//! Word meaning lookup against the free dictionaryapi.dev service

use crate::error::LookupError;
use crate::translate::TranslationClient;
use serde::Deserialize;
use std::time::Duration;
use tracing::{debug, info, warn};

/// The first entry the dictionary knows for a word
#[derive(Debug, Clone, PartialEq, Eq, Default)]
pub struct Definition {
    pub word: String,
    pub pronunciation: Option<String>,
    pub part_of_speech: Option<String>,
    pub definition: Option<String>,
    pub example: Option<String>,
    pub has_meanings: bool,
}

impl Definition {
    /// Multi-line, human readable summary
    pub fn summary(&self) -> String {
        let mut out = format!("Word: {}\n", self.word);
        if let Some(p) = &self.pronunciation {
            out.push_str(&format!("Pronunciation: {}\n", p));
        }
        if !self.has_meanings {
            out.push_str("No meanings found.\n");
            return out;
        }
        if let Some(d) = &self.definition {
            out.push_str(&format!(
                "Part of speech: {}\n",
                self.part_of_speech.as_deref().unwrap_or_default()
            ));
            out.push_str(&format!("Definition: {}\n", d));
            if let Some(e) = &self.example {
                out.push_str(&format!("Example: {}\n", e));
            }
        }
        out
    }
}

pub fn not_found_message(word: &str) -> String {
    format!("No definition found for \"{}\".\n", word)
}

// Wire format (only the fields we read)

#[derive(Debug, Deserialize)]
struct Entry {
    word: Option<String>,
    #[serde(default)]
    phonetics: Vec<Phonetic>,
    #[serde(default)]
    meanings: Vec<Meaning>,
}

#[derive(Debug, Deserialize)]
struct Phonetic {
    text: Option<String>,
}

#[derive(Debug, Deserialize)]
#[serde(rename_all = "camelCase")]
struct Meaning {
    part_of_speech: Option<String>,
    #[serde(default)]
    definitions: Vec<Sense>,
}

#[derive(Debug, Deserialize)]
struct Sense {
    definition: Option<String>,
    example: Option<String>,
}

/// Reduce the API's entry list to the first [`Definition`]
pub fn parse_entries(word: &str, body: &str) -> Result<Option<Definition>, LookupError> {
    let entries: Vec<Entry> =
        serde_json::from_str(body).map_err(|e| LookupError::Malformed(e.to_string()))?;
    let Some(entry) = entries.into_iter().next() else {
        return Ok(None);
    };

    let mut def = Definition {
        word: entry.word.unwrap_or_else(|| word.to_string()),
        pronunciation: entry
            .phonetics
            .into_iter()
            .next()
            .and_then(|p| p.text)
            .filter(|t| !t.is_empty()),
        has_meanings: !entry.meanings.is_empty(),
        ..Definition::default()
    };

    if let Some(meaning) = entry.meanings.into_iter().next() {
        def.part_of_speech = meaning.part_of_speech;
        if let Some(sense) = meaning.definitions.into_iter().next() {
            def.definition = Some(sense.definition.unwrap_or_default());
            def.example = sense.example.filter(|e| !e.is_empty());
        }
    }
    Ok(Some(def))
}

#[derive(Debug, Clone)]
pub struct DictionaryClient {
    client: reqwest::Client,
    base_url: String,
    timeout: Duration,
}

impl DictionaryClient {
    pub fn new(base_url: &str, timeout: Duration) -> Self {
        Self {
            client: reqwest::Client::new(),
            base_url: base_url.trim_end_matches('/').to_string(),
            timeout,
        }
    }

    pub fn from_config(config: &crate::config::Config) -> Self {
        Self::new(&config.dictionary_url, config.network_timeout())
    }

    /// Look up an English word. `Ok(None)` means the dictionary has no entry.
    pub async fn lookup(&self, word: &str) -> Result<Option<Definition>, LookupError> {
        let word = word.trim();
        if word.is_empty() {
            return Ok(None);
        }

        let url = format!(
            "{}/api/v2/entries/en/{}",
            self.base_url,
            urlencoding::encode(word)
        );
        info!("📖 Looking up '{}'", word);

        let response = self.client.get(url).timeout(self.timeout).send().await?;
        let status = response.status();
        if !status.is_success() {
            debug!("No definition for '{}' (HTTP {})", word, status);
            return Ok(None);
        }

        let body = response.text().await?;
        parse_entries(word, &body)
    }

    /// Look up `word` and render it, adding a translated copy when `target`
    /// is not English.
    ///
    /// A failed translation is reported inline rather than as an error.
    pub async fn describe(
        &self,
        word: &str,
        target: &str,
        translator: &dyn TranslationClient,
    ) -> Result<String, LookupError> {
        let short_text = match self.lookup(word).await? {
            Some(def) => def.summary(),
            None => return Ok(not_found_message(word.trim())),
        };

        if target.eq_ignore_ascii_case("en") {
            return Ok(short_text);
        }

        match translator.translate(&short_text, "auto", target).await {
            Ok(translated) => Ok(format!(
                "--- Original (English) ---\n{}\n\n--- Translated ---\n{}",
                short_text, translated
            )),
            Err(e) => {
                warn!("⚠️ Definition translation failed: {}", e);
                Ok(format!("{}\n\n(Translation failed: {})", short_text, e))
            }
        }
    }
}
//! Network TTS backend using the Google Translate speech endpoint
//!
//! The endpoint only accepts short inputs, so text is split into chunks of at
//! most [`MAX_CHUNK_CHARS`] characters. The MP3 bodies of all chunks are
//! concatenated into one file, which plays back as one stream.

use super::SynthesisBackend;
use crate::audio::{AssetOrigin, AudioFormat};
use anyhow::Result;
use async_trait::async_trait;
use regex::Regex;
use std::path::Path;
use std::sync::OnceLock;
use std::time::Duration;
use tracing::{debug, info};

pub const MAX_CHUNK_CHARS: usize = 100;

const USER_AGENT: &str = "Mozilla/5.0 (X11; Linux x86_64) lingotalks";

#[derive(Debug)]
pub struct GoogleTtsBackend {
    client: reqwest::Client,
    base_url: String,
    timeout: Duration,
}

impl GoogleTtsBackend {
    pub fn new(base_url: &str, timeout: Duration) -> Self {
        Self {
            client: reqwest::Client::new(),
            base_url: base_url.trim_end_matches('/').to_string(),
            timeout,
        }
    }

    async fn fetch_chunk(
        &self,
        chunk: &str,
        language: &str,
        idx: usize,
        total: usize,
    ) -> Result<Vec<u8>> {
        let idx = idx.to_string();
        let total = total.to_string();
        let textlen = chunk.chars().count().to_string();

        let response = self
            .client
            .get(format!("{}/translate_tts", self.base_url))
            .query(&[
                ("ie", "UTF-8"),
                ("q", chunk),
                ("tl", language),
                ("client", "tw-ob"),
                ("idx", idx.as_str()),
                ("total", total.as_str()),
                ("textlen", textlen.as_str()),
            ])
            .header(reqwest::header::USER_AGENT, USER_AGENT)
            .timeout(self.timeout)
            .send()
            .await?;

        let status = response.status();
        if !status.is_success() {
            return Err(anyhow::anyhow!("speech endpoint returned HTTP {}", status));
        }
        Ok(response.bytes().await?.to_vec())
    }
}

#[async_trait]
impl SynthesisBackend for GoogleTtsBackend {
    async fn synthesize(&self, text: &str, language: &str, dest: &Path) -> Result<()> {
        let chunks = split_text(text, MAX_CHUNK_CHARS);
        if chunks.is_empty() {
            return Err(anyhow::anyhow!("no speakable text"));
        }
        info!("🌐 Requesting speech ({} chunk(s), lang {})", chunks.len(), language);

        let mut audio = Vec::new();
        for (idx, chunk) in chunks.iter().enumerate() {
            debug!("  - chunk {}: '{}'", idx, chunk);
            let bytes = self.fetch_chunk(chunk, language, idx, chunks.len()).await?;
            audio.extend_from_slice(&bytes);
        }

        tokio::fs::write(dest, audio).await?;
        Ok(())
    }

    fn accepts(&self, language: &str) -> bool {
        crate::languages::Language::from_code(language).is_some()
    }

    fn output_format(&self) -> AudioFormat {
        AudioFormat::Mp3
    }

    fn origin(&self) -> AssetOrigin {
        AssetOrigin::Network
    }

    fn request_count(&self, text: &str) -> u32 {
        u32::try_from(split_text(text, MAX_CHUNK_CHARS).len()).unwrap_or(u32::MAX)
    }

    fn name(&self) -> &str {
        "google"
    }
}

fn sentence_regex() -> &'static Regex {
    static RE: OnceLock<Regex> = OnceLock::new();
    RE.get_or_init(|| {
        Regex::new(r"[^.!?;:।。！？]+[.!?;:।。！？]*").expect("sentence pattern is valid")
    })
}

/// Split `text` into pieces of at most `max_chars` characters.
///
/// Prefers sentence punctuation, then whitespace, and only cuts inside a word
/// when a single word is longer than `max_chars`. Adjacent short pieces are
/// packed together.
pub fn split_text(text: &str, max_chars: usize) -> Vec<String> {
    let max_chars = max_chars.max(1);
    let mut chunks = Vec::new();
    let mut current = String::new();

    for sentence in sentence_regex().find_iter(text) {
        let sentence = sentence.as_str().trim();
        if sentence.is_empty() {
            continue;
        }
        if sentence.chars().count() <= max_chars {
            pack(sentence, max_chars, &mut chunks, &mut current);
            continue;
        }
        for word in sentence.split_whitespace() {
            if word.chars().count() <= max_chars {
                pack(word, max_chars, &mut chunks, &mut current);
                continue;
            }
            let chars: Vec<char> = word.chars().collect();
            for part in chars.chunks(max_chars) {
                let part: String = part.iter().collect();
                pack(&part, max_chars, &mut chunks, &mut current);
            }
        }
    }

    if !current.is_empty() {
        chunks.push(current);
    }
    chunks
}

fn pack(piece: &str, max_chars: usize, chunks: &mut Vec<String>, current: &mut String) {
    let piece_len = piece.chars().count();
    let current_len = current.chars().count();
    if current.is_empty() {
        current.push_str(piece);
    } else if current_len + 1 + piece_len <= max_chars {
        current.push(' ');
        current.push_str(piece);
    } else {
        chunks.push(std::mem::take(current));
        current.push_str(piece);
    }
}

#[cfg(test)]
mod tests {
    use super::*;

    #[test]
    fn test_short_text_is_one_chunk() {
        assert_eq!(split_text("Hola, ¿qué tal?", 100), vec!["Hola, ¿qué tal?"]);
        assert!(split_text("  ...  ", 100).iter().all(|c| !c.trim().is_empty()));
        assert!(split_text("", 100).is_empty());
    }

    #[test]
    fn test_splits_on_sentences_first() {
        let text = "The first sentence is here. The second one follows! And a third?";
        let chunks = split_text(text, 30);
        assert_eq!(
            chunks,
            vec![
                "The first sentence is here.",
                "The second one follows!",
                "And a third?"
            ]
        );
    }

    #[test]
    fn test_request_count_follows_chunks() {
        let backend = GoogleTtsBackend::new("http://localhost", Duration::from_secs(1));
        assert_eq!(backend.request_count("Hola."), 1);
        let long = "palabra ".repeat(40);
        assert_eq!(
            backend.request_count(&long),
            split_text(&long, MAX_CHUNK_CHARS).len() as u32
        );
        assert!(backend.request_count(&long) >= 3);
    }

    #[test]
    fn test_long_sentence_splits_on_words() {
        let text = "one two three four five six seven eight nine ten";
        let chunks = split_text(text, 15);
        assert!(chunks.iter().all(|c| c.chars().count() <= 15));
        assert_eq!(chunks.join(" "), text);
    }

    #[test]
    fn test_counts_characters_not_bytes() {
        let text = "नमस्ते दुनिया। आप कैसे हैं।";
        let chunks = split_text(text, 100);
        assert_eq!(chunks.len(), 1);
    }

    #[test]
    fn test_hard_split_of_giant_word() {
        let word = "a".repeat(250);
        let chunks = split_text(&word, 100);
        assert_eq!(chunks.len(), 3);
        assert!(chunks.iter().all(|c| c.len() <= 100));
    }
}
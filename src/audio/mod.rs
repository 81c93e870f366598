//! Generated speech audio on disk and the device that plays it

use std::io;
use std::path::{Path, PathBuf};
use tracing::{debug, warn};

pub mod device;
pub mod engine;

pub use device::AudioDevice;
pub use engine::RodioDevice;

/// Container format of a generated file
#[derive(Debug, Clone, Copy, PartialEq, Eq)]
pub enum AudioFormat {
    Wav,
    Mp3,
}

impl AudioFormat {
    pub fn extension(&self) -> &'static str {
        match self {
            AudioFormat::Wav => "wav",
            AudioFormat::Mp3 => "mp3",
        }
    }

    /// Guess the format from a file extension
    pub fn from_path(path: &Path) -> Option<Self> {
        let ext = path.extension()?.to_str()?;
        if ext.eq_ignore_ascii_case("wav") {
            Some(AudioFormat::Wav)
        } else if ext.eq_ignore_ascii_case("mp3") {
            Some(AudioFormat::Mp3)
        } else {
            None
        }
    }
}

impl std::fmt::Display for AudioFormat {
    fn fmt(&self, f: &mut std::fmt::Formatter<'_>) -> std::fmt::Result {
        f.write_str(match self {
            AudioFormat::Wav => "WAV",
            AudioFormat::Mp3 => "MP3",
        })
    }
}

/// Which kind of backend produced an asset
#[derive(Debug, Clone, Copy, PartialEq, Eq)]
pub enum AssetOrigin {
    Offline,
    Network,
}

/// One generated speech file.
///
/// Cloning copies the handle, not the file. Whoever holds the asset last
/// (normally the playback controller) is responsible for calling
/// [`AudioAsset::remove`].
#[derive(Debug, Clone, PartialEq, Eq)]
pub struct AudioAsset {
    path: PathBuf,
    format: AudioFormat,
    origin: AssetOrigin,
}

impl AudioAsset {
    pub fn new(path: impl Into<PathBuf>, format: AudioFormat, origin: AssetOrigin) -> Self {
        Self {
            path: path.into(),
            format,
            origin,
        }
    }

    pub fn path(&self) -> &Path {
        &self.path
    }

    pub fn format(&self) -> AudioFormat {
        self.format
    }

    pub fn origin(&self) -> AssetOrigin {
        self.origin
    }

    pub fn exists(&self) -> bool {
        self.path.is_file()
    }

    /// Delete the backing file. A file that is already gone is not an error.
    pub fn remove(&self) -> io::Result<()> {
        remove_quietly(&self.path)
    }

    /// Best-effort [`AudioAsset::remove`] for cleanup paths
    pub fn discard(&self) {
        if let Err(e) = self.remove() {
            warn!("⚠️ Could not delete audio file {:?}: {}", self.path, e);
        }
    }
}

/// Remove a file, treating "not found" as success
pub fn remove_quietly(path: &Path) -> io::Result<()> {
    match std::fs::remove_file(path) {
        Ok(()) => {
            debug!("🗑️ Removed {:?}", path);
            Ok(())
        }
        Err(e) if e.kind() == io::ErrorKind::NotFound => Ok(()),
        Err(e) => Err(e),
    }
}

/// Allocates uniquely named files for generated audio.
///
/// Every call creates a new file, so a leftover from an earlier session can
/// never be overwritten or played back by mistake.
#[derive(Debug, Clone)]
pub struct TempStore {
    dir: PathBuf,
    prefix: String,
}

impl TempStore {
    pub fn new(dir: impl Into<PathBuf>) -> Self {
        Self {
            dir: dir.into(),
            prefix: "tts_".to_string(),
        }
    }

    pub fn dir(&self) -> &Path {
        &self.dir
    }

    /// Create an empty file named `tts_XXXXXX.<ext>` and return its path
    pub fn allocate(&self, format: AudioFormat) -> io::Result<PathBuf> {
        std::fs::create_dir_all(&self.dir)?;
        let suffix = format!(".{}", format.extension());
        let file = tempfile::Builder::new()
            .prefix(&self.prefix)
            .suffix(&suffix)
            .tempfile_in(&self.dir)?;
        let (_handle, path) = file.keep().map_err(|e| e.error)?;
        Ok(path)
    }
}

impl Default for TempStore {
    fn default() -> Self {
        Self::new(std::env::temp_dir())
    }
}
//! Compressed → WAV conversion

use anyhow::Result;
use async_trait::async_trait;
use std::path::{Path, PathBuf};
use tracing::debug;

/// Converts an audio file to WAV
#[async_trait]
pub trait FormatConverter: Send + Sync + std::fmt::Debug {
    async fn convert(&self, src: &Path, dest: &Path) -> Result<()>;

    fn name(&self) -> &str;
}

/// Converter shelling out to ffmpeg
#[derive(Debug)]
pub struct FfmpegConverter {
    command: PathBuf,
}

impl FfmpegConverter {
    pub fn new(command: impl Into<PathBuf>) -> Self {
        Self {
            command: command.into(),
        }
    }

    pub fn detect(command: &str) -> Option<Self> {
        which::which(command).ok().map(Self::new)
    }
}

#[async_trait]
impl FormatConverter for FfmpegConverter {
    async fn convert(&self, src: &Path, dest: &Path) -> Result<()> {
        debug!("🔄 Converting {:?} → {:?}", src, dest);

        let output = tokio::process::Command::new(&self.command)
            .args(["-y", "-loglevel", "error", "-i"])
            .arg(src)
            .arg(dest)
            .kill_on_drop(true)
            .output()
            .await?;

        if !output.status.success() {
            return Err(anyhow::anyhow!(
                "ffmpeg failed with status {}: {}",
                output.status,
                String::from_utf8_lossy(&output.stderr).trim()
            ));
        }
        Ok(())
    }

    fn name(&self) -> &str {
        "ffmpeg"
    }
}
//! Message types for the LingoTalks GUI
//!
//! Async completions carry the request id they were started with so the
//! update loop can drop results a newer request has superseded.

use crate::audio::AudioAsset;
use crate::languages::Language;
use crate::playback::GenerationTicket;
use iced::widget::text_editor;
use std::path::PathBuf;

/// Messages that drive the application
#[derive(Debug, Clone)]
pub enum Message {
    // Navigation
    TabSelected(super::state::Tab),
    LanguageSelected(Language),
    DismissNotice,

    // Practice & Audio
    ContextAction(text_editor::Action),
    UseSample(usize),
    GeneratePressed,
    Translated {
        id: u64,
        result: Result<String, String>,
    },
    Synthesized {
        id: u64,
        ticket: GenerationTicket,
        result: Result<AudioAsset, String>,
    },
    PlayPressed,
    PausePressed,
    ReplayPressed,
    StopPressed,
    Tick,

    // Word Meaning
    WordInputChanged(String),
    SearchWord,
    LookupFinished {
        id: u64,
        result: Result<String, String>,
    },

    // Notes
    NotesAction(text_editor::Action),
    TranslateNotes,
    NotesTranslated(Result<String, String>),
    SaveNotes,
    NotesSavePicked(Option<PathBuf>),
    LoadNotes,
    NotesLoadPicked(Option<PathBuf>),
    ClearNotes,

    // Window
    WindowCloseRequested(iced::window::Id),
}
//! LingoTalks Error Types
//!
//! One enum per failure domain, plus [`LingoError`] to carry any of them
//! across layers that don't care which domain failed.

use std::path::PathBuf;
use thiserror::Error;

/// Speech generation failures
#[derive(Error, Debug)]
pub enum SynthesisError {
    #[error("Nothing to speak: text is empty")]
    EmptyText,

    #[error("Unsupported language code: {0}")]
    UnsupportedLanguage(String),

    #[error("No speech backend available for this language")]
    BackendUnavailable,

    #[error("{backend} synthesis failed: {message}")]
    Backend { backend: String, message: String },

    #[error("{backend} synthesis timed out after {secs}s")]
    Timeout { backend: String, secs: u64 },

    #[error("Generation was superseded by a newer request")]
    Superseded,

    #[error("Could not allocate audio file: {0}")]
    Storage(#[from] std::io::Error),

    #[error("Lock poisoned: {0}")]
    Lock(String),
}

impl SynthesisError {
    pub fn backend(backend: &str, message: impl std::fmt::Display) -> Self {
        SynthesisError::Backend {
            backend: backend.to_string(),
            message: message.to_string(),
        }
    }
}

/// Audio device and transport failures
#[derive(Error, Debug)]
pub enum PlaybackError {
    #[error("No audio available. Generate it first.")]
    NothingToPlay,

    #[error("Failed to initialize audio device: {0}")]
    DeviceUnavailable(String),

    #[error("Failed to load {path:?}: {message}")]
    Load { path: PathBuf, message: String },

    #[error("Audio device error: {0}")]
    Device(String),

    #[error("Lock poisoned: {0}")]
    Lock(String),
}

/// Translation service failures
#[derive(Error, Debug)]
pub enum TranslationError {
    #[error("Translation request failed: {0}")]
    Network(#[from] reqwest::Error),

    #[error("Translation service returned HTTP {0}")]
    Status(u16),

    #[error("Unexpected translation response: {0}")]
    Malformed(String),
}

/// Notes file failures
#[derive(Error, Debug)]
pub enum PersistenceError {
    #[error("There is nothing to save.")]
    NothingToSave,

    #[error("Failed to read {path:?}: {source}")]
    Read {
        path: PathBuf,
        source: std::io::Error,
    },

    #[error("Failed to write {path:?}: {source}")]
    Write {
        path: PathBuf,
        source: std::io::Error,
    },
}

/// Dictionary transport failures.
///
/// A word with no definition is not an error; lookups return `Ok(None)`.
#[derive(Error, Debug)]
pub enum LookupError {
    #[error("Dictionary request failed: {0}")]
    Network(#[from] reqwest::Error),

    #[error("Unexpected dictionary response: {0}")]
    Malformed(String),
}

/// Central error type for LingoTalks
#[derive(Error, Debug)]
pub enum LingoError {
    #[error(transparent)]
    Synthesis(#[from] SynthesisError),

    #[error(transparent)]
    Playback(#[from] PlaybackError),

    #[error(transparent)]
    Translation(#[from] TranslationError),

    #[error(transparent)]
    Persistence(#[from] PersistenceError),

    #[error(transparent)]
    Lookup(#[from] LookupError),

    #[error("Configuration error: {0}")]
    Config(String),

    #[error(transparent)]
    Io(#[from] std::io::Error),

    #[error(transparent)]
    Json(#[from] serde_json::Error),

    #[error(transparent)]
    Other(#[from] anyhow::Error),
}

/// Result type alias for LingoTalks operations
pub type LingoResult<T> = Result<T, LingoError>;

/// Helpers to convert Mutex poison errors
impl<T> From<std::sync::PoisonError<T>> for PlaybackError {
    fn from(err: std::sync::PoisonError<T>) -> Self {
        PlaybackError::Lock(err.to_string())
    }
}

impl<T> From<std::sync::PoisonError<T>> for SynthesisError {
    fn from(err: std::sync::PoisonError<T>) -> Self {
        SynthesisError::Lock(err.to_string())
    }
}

***

- **INSTRUCTIONS TO FOLLOW**
Looking at the data above, report how many of its lines include the word "translator". The number alone is the answer.

- **YOUR RESPONSE**
2